We can use Amazon Elastic MapReduce to start an Apache HBase cluster on the Amazon infrastructure to store large quantities of data in a column-oriented data store. We can use the data stored on Amazon EMR HBase clusters as input and output of EMR MapReduce computations as well. We can incrementally back up the data stored in Amazon EMR HBase clusters to Amazon S3 for data persistence. We can also start an EMR HBase cluster by restoring the data from a previous S3 backup.

In this recipe, we start an Apache HBase cluster on Amazon EC2 using Amazon EMR; perform several simple operations on the newly created HBase cluster and back up the HBase data into Amazon S3 before shutting down the cluster. Then we start a new HBase cluster restoring the HBase data backups from the original HBase cluster.

Getting ready

You should have the AWS CLI installed and configured to manually back up HBase data. Refer to the Creating an Amazon EMR job flow using the AWS Command Line Interface recipe in this chapter for more information on installing and configuring the AWS CLI.

How to do it...

The following steps show how to deploy an Apache HBase cluster on Amazon EC2 using Amazon EMR:

  1. Create an S3 bucket to store the HBase backups. We assume the S3 bucket for the HBase data backups is hcb-c2-data.
  2. Open the Amazon EMR console at https://console.aws.amazon.com/elasticmapreduce. Click on the Create Cluster button to create a new EMR cluster. Provide a name for your cluster.
  3. Provide a path in Log folder S3 location and select an AMI version with Hadoop v2 (for example, AMI version 3.1.0 with Hadoop 2.4.0).
  4. Select HBase from the Additional Applications drop-down box under the Applications to be installed section. Click on Configure and add.
  5. Make sure the Restore from backup radio button is not selected. Select the Schedule regular backups and Consistent Backup radio buttons.
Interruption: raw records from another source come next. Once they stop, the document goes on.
//
// document_store.rs
//
// Text of the documents open in the editor
//

use std::collections::HashMap;

use ropey::Rope;
use tower_lsp::lsp_types::TextDocumentContentChangeEvent;
use url::Url;

use crate::utf16::utf16_column_to_char_column;

/// One open document
#[derive(Debug, Clone)]
pub struct Document {
    pub contents: Rope,
    pub language_id: String,
    pub version: i32,
}

impl Document {
    pub fn new(text: &str, language_id: &str, version: i32) -> Self {
        Self {
            contents: Rope::from_str(text),
            language_id: language_id.to_string(),
            version,
        }
    }

    /// Apply an incremental (ranged) or full-text change
    pub fn apply_change(&mut self, change: &TextDocumentContentChangeEvent) {
        let Some(range) = change.range else {
            self.contents = Rope::from_str(&change.text);
            return;
        };

        let start_idx = self.position_to_char(range.start.line as usize, range.start.character);
        let end_idx = self
            .position_to_char(range.end.line as usize, range.end.character)
            .max(start_idx);

        self.contents.remove(start_idx..end_idx);
        self.contents.insert(start_idx, &change.text);
    }

    /// Absolute char index of an LSP position, clamped to the document
    fn position_to_char(&self, line: usize, utf16_col: u32) -> usize {
        if line >= self.contents.len_lines() {
            return self.contents.len_chars();
        }
        let line_text = self.contents.line(line).to_string();
        let line_text = line_text.trim_end_matches(['\n', '\r']);
        self.contents.line_to_char(line) + utf16_column_to_char_column(line_text, utf16_col)
    }

    pub fn line(&self, line: usize) -> Option<String> {
        if line >= self.contents.len_lines() {
            return None;
        }
        let text = self.contents.line(line).to_string();
        Some(text.trim_end_matches(['\n', '\r']).to_string())
    }
}

/// Open documents keyed by URI
#[derive(Debug, Default)]
pub struct DocumentStore {
    documents: HashMap<Url, Document>,
}

impl DocumentStore {
    pub fn new() -> Self {
        Self::default()
    }

    pub fn open(&mut self, uri: Url, text: &str, language_id: &str, version: i32) {
        log::trace!("Opened {} ({})", uri, language_id);
        self.documents
            .insert(uri, Document::new(text, language_id, version));
    }

    pub fn update(&mut self, uri: &Url, changes: &[TextDocumentContentChangeEvent], version: i32) {
        let Some(doc) = self.documents.get_mut(uri) else {
            log::warn!("Change for unopened document {}", uri);
            return;
        };
        for change in changes {
            doc.apply_change(change);
        }
        doc.version = version;
    }

    pub fn close(&mut self, uri: &Url) {
        self.documents.remove(uri);
    }

    pub fn get(&self, uri: &Url) -> Option<&Document> {
        self.documents.get(uri)
    }

    pub fn len(&self) -> usize {
        self.documents.len()
    }

    pub fn is_empty(&self) -> bool {
        self.documents.is_empty()
    }
}

#[cfg(test)]
mod tests {
    use super::*;
    use tower_lsp::lsp_types::{Position, Range};

    fn change(sl: u32, sc: u32, el: u32, ec: u32, text: &str) -> TextDocumentContentChangeEvent {
        TextDocumentContentChangeEvent {
            range: Some(Range {
                start: Position::new(sl, sc),
                end: Position::new(el, ec),
            }),
            range_length: None,
            text: text.to_string(),
        }
    }

    fn uri() -> Url {
        Url::parse("file:///project/src/main.js").unwrap()
    }

    #[test]
    fn test_incremental_insert() {
        let mut store = DocumentStore::new();
        store.open(uri(), "import x from '';\n", "javascript", 1);
        store.update(&uri(), &[change(0, 15, 0, 15, "./")], 2);
        let doc = store.get(&uri()).unwrap();
        assert_eq!(doc.contents.to_string(), "import x from './';\n");
        assert_eq!(doc.version, 2);
    }

    #[test]
    fn test_utf16_range_after_emoji() {
        let mut doc = Document::new("'😀/a'", "javascript", 1);
        // Replace `a` (UTF-16 column 4)
        doc.apply_change(&change(0, 4, 0, 5, "b"));
        assert_eq!(doc.contents.to_string(), "'😀/b'");
    }

    #[test]
    fn test_multiline_delete() {
        let mut doc = Document::new("a\nb\nc", "javascript", 1);
        doc.apply_change(&change(0, 1, 2, 0, ""));
        assert_eq!(doc.contents.to_string(), "ac");
    }

    #[test]
    fn test_full_sync() {
        let mut doc = Document::new("old", "css", 1);
        doc.apply_change(&TextDocumentContentChangeEvent {
            range: None,
            range_length: None,
            text: "@import './'".to_string(),
        });
        assert_eq!(doc.line(0).as_deref(), Some("@import './'"));
        assert_eq!(doc.line(1), None);
    }

    #[test]
    fn test_out_of_range_positions_clamp() {
        let mut doc = Document::new("ab", "javascript", 1);
        doc.apply_change(&change(5, 0, 9, 0, "c"));
        assert_eq!(doc.contents.to_string(), "abc");
    }

    #[test]
    fn test_close() {
        let mut store = DocumentStore::new();
        store.open(uri(), "", "javascript", 1);
        store.close(&uri());
        assert!(store.is_empty());
    }
}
Specify a Backup frequency for automatic scheduled incremental data backups and provide a path inside the Blob we created in step 1 as the backup location. Click on Continue.
    How to do it...
  6. Configure the EC2 instances under the Hardware Configuration section.
  7. Select a key pair in the Amazon EC2 Key Pair drop-down box. Make sure you have the private key for the selected EC2 key pair downloaded on your computer.

    Note

    If you do not have a usable key pair, go to the EC2 console (https://console.aws.amazon.com/ec2) to create a key pair. To create a key pair, log in to the EC2 dashboard, select a region, and click on Key Pairs under the Network and Security menu. Click on the Create Key Pair button in the Key Pairs window and provide a name for the new key pair. Download and save the private key file (in the PEM format) in a safe location.

  8. Click on the Create Cluster button to deploy the EMR HBase cluster.

    Note

    Amazon will charge you for the compute and storage resources you use by clicking on Create Cluster in the preceding step. Refer to the Saving money using Amazon EC2 Spot Instances to execute EMR job flows recipe that we discussed earlier to find out how you can save money by using Amazon EC2 Spot Instances.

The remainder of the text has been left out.